National/Federal Awards 2021 DOE Office of Science Award Co-designed Improved Neural Foundations Leveraging Inherent Physics Stochasticity (COINFLIPS) The COINFLIPS microelectronics co-design program , led by PI James Aimone, will

receive $6 million over the next three years. The research, done in conjunction with Oak Ridge National Laboratory, New York University, the University of Texas at Austin, and Temple University in Philadelphia, will focus on designing a new kind of computer for solving complex probability problems. It is one of only 10 national laboratory-led projects selected for funding by DOE’s Office of Science. “What we want to do in this project is to leverage randomness. Instead of fighting it, we want to use it.” said Aimone, who has led many Sandia LDRD projects in the field. Separately, Sandia is lending its expertise to two other projects selected for funding—one in nanotechnology and computer modeling led by Lawrence Berkeley National Laboratory, and another focused on improving the energy efficiency of information processing from sensors in autonomous vehicles, handheld devices and satellite led by Oak Ridge National Laboratory.

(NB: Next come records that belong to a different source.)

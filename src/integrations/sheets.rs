// src/integrations/sheets.rs

// Google Sheets append-only mirror of cash movements. Server-to-server auth
// with a service account: RS256-signed JWT exchanged for an access token,
// then a values:append call per row. Mirror failures never roll back the
// domain write; callers degrade them to a warning.

use chrono::Utc;
use jsonwebtoken::{Algorithm, EncodingKey, Header};
use serde::{Deserialize, Serialize};
use serde_json::json;

use crate::{config::Config, models::settings::Settings};

const DEFAULT_TOKEN_URI: &str = "https://oauth2.googleapis.com/token";
const SHEETS_SCOPE: &str = "https://www.googleapis.com/auth/spreadsheets";

#[derive(Debug, Clone, Deserialize)]
pub struct ServiceAccountKey {
    pub client_email: String,
    pub private_key: String,
    #[serde(default)]
    pub token_uri: Option<String>,
}

#[derive(Debug, Clone)]
pub struct SheetsConfig {
    pub spreadsheet_id: String,
    /// Sheet receiving the tenant-payment recap rows.
    pub income_sheet: String,
    /// Sheet receiving the cashflow (kas) rows.
    pub expense_sheet: String,
    pub service_account: ServiceAccountKey,
}

impl SheetsConfig {
    /// Builds the mirror config from the settings row, falling back to env
    /// values. Returns `None` when the mirror is not configured, which
    /// callers treat as "skip silently".
    pub fn resolve(settings: &Settings, env: &Config) -> Option<Self> {
        let sa_json = settings
            .google_service_account_json
            .clone()
            .or_else(|| env.google_service_account_json.clone())?;
        let spreadsheet_id = settings
            .sheets_spreadsheet_id
            .clone()
            .or_else(|| env.sheets_spreadsheet_id.clone())?;
        let service_account: ServiceAccountKey = serde_json::from_str(&sa_json).ok()?;
        Some(Self {
            spreadsheet_id,
            income_sheet: settings
                .sheets_income_sheet_name
                .clone()
                .or_else(|| env.sheets_income_sheet_name.clone())
                .unwrap_or_else(|| "Income".to_string()),
            expense_sheet: settings
                .sheets_expense_sheet_name
                .clone()
                .or_else(|| env.sheets_expense_sheet_name.clone())
                .unwrap_or_else(|| "Expenses".to_string()),
            service_account,
        })
    }
}

// One row of the "Rekap Penghuni" sheet.
#[derive(Debug, Clone)]
pub struct TenantPaymentRow {
    pub date_paid: String,
    pub period: String,
    pub invoice_no: String,
    pub tenant_name: String,
    pub room_no: i32,
    pub amount: i64,
    pub method: String,
    pub notes: String,
    pub created_by: String,
}

// One row of the "Kas" cashflow sheet; covers both income and expense.
#[derive(Debug, Clone)]
pub struct CashflowRow {
    pub date: String,
    /// "Pemasukan" or "Pengeluaran".
    pub cashflow_label: String,
    pub description: String,
    pub amount: i64,
    pub method: String,
    pub status: String,
    pub created_by: String,
    pub notes: String,
    pub receipt_url: Option<String>,
}

#[derive(Serialize)]
struct GrantClaims<'a> {
    iss: &'a str,
    scope: &'a str,
    aud: &'a str,
    exp: i64,
    iat: i64,
}

#[derive(Clone)]
pub struct SheetsClient {
    http: reqwest::Client,
}

impl SheetsClient {
    pub fn new(http: reqwest::Client) -> Self {
        Self { http }
    }

    async fn access_token(&self, sa: &ServiceAccountKey) -> anyhow::Result<String> {
        let token_uri = sa.token_uri.as_deref().unwrap_or(DEFAULT_TOKEN_URI);
        let now = Utc::now().timestamp();
        let claims = GrantClaims {
            iss: &sa.client_email,
            scope: SHEETS_SCOPE,
            aud: token_uri,
            exp: now + 3600,
            iat: now,
        };
        let jwt = jsonwebtoken::encode(
            &Header::new(Algorithm::RS256),
            &claims,
            &EncodingKey::from_rsa_pem(sa.private_key.as_bytes())?,
        )?;

        let res = self
            .http
            .post(token_uri)
            .form(&[
                ("grant_type", "urn:ietf:params:oauth:grant-type:jwt-bearer"),
                ("assertion", &jwt),
            ])
            .send()
            .await?;
        if !res.status().is_success() {
            anyhow::bail!("Token exchange failed: {}", res.text().await?);
        }

        #[derive(Deserialize)]
        struct TokenResponse {
            access_token: String,
        }
        let token: TokenResponse = res.json().await?;
        Ok(token.access_token)
    }

    async fn append_row(
        &self,
        config: &SheetsConfig,
        sheet_name: &str,
        values: Vec<String>,
    ) -> anyhow::Result<()> {
        let access_token = self.access_token(&config.service_account).await?;
        let url = format!(
            "https://sheets.googleapis.com/v4/spreadsheets/{}/values/{}!A:Z:append?valueInputOption=USER_ENTERED&insertDataOption=INSERT_ROWS",
            config.spreadsheet_id, sheet_name
        );
        let res = self
            .http
            .post(&url)
            .bearer_auth(access_token)
            .json(&json!({ "values": [values] }))
            .send()
            .await?;
        if !res.status().is_success() {
            anyhow::bail!("Sheets append failed: {}", res.text().await?);
        }
        Ok(())
    }

    pub async fn append_tenant_payment(
        &self,
        config: &SheetsConfig,
        row: &TenantPaymentRow,
    ) -> anyhow::Result<()> {
        self.append_row(
            config,
            &config.income_sheet,
            vec![
                row.date_paid.clone(),
                row.period.clone(),
                row.invoice_no.clone(),
                row.tenant_name.clone(),
                row.room_no.to_string(),
                row.amount.to_string(),
                row.method.clone(),
                row.notes.clone(),
                row.created_by.clone(),
            ],
        )
        .await
    }

    pub async fn append_cashflow(
        &self,
        config: &SheetsConfig,
        row: &CashflowRow,
    ) -> anyhow::Result<()> {
        self.append_row(
            config,
            &config.expense_sheet,
            vec![
                row.date.clone(),
                row.cashflow_label.clone(),
                row.description.clone(),
                row.amount.to_string(),
                row.method.clone(),
                row.status.clone(),
                row.created_by.clone(),
                row.notes.clone(),
                row.receipt_url.clone().unwrap_or_default(),
            ],
        )
        .await
    }
}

The 2021 COINFLIPS microelectronics co-design research program awarded for funding by DOE’s Office of Science is a direct result of the successful workshop on AI-Enhanced Co-Design for Next- Generation Microelectronics that Sandia hosted April 2021. Conventional computers can look at the optical illusion on the left and normally only see a vase or two faces. Sandia is laying the groundwork for a computer that, like our brains, can glance many times and see both. (Image by Laura Hatfield)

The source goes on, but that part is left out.